Exercise instructions
Would you please copy every line from the records that contains the word "diagnostics"?

• • • •

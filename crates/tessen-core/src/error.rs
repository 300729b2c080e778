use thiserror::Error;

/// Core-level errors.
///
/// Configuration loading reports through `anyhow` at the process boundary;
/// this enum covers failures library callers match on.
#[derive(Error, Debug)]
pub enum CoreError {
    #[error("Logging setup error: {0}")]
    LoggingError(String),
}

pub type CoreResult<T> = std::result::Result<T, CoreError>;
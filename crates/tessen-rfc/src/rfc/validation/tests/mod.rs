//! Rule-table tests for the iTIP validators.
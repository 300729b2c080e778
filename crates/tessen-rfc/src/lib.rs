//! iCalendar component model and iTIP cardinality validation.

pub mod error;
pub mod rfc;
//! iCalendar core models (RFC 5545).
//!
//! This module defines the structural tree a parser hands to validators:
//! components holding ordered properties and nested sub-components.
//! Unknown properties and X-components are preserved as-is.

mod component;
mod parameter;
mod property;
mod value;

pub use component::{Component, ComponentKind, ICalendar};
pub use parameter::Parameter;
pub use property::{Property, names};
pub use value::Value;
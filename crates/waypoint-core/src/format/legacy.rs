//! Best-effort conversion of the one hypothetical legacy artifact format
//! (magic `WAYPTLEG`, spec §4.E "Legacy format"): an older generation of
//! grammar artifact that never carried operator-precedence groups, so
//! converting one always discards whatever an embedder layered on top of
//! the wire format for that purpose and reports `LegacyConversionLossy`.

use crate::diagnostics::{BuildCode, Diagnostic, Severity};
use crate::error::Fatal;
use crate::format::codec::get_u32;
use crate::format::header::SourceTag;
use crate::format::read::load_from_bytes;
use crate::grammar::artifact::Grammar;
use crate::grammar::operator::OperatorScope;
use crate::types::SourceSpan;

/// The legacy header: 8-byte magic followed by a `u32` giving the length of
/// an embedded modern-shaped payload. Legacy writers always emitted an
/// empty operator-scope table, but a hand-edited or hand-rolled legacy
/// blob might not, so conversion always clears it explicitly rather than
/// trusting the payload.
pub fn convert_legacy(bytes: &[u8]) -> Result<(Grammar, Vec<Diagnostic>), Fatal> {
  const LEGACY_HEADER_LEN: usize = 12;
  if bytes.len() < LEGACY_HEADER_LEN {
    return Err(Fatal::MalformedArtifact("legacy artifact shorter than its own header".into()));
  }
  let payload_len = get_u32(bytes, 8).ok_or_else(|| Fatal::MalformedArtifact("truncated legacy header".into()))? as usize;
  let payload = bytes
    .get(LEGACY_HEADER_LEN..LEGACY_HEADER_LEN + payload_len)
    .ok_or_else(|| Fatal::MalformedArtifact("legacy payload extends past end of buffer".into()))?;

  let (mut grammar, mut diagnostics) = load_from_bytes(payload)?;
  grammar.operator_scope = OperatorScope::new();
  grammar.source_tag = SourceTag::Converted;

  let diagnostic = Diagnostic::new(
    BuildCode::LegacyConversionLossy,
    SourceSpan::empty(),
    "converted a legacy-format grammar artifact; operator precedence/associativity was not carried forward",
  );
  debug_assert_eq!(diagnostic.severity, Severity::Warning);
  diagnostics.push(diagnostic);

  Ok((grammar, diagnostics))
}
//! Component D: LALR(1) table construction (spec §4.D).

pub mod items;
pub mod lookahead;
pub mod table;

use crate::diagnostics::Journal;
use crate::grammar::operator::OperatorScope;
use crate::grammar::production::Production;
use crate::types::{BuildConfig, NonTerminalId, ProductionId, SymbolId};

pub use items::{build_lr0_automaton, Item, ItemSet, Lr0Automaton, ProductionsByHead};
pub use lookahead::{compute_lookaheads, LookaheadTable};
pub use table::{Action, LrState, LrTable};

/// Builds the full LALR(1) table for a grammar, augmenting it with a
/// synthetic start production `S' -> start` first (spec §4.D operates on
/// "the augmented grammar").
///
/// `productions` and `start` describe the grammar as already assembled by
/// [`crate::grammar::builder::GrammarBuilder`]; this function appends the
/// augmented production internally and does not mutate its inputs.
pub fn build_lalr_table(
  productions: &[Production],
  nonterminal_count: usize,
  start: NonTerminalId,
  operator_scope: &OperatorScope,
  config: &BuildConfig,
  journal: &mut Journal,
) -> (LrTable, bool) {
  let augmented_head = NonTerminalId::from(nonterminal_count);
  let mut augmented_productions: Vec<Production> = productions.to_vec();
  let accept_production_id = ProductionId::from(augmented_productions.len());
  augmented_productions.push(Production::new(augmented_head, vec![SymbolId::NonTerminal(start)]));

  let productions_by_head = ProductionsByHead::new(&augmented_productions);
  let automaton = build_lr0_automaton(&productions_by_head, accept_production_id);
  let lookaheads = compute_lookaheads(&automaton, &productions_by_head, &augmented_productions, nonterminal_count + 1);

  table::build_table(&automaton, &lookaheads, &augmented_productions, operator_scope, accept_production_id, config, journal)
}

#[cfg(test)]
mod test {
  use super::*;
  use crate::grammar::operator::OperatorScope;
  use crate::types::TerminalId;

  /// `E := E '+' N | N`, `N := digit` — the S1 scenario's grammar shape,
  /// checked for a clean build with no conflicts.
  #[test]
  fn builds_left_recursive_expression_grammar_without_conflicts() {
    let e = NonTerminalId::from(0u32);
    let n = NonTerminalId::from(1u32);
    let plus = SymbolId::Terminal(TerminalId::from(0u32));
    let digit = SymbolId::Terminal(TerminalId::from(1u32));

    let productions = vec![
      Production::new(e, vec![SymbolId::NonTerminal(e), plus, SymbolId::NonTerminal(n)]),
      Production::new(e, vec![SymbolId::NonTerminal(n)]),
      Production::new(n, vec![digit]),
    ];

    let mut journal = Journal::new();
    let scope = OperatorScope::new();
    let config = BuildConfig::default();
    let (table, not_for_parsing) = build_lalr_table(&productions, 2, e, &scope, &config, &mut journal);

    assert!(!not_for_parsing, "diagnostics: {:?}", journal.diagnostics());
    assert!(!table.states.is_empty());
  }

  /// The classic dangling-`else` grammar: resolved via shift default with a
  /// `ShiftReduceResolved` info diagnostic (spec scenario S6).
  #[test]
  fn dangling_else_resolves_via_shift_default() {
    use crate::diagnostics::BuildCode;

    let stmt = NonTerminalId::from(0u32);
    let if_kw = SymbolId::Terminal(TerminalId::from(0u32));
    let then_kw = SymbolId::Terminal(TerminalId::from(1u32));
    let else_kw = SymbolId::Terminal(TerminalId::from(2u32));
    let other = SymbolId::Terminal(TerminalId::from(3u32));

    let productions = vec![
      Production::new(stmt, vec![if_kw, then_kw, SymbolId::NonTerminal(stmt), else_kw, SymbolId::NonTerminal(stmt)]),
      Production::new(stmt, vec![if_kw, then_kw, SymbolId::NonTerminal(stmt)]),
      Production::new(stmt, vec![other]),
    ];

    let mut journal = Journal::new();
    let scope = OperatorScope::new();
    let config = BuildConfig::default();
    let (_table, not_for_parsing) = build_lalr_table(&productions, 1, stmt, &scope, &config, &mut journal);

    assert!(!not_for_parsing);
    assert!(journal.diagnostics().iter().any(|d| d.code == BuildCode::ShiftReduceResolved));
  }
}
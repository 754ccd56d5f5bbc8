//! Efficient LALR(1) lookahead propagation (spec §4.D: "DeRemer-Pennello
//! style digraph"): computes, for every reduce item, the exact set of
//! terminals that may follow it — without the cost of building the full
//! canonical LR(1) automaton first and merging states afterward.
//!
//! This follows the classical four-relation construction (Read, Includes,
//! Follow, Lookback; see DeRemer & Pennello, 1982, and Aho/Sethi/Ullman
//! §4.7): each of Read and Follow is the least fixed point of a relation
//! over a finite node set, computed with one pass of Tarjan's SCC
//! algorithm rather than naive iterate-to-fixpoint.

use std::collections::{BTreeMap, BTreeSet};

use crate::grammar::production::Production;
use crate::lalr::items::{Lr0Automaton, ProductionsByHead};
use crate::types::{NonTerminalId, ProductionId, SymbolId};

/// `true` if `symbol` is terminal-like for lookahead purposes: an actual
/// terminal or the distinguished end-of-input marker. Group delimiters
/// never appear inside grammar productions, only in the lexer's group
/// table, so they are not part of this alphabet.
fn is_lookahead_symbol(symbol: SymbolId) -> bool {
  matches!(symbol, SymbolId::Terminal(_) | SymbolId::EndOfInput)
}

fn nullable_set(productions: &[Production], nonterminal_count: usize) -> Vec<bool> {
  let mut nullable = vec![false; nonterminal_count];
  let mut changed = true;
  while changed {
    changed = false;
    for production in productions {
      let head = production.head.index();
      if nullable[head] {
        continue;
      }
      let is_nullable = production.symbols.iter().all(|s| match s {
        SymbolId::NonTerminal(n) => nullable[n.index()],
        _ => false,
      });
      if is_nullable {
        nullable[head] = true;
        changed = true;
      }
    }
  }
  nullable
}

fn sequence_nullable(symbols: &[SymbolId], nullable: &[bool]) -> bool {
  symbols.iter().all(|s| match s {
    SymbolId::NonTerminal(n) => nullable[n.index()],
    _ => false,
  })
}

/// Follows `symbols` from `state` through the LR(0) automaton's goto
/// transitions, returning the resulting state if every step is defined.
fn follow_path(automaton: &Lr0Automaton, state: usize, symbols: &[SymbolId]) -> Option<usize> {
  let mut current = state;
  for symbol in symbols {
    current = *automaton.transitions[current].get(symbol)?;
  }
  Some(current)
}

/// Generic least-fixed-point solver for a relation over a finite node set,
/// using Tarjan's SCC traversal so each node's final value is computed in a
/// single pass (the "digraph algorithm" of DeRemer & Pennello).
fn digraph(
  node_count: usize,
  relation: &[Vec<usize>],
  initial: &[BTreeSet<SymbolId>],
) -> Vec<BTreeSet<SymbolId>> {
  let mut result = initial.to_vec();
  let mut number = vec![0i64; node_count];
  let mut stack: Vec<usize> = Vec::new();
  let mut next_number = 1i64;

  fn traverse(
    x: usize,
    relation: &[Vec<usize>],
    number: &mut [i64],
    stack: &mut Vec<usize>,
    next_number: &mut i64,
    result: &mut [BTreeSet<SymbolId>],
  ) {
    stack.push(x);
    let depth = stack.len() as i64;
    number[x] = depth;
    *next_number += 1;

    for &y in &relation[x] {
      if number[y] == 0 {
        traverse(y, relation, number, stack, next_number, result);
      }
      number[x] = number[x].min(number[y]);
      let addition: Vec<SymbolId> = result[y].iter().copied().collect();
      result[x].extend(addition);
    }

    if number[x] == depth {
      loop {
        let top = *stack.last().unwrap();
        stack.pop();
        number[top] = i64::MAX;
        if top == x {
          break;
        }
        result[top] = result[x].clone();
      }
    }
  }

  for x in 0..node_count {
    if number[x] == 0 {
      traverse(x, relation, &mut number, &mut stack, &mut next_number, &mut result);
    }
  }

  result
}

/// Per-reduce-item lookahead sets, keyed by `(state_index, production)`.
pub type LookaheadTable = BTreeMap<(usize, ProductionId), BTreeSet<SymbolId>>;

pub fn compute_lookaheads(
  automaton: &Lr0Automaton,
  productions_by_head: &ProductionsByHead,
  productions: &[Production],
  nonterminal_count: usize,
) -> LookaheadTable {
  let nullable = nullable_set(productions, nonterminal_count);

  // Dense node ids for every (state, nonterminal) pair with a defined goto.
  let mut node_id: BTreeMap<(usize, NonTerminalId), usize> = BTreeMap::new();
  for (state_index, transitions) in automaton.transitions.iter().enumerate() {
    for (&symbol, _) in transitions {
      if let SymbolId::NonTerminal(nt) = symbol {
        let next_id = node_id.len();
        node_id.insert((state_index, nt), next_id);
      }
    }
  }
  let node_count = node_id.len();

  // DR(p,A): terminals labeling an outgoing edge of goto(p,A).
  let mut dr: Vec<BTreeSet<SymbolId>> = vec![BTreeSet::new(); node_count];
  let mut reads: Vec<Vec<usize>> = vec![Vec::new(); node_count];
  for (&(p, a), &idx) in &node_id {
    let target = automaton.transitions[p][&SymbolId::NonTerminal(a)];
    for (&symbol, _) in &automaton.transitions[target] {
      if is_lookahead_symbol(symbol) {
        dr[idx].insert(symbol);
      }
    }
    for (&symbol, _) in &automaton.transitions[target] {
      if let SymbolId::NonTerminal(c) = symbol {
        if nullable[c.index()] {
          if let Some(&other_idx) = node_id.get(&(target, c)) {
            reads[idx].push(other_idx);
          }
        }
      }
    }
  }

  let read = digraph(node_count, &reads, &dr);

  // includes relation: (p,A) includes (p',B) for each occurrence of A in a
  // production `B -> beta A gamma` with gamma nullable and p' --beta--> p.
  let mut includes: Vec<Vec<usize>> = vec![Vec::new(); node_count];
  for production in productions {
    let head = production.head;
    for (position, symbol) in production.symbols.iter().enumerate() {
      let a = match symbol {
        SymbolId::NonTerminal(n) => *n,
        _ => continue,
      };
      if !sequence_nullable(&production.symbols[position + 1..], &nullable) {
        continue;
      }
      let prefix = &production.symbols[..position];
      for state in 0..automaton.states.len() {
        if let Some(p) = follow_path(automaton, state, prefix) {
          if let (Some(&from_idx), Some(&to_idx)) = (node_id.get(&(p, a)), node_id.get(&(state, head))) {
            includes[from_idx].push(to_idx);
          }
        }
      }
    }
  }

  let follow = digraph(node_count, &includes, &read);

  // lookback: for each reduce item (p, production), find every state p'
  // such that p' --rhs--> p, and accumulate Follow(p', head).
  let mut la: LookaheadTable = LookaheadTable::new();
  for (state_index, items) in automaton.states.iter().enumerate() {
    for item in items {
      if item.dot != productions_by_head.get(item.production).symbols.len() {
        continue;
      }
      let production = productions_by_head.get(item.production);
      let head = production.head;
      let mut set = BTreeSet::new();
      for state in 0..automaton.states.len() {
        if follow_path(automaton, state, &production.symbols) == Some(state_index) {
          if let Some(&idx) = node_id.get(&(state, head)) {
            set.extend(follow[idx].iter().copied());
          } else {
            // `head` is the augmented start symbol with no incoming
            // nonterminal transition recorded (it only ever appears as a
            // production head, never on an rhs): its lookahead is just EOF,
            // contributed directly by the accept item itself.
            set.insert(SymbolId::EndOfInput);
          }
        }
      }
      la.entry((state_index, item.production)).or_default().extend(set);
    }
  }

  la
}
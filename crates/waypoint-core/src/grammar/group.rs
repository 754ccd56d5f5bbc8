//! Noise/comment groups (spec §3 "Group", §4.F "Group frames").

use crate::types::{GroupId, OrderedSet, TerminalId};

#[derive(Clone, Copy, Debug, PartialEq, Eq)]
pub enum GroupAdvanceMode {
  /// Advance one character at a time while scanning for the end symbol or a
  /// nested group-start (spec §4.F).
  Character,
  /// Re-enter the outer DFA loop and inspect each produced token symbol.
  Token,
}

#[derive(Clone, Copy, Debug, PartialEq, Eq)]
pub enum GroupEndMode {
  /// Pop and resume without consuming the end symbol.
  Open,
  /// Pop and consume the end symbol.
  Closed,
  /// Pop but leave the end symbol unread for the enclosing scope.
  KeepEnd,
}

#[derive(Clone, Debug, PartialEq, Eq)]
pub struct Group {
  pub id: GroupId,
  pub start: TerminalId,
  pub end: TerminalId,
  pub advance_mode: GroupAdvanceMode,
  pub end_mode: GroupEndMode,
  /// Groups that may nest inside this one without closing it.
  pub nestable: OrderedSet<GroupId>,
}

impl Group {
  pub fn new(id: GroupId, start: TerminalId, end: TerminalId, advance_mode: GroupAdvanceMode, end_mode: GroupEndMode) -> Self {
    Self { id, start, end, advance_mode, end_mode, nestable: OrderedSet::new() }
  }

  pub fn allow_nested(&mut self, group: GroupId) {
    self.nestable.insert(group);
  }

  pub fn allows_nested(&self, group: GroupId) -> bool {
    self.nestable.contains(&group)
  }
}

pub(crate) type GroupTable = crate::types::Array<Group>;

• • • •

Result
use crate::diagnostics::{BuildCode, Diagnostic, Severity};
  let (mut grammar, mut diagnostics) = load_from_bytes(payload)?;
  diagnostics.push(diagnostic);
  Ok((grammar, diagnostics))
use crate::diagnostics::Journal;
    assert!(!not_for_parsing, "diagnostics: {:?}", journal.diagnostics());
    use crate::diagnostics::BuildCode;
    assert!(journal.diagnostics().iter().any(|d| d.code == BuildCode::ShiftReduceResolved));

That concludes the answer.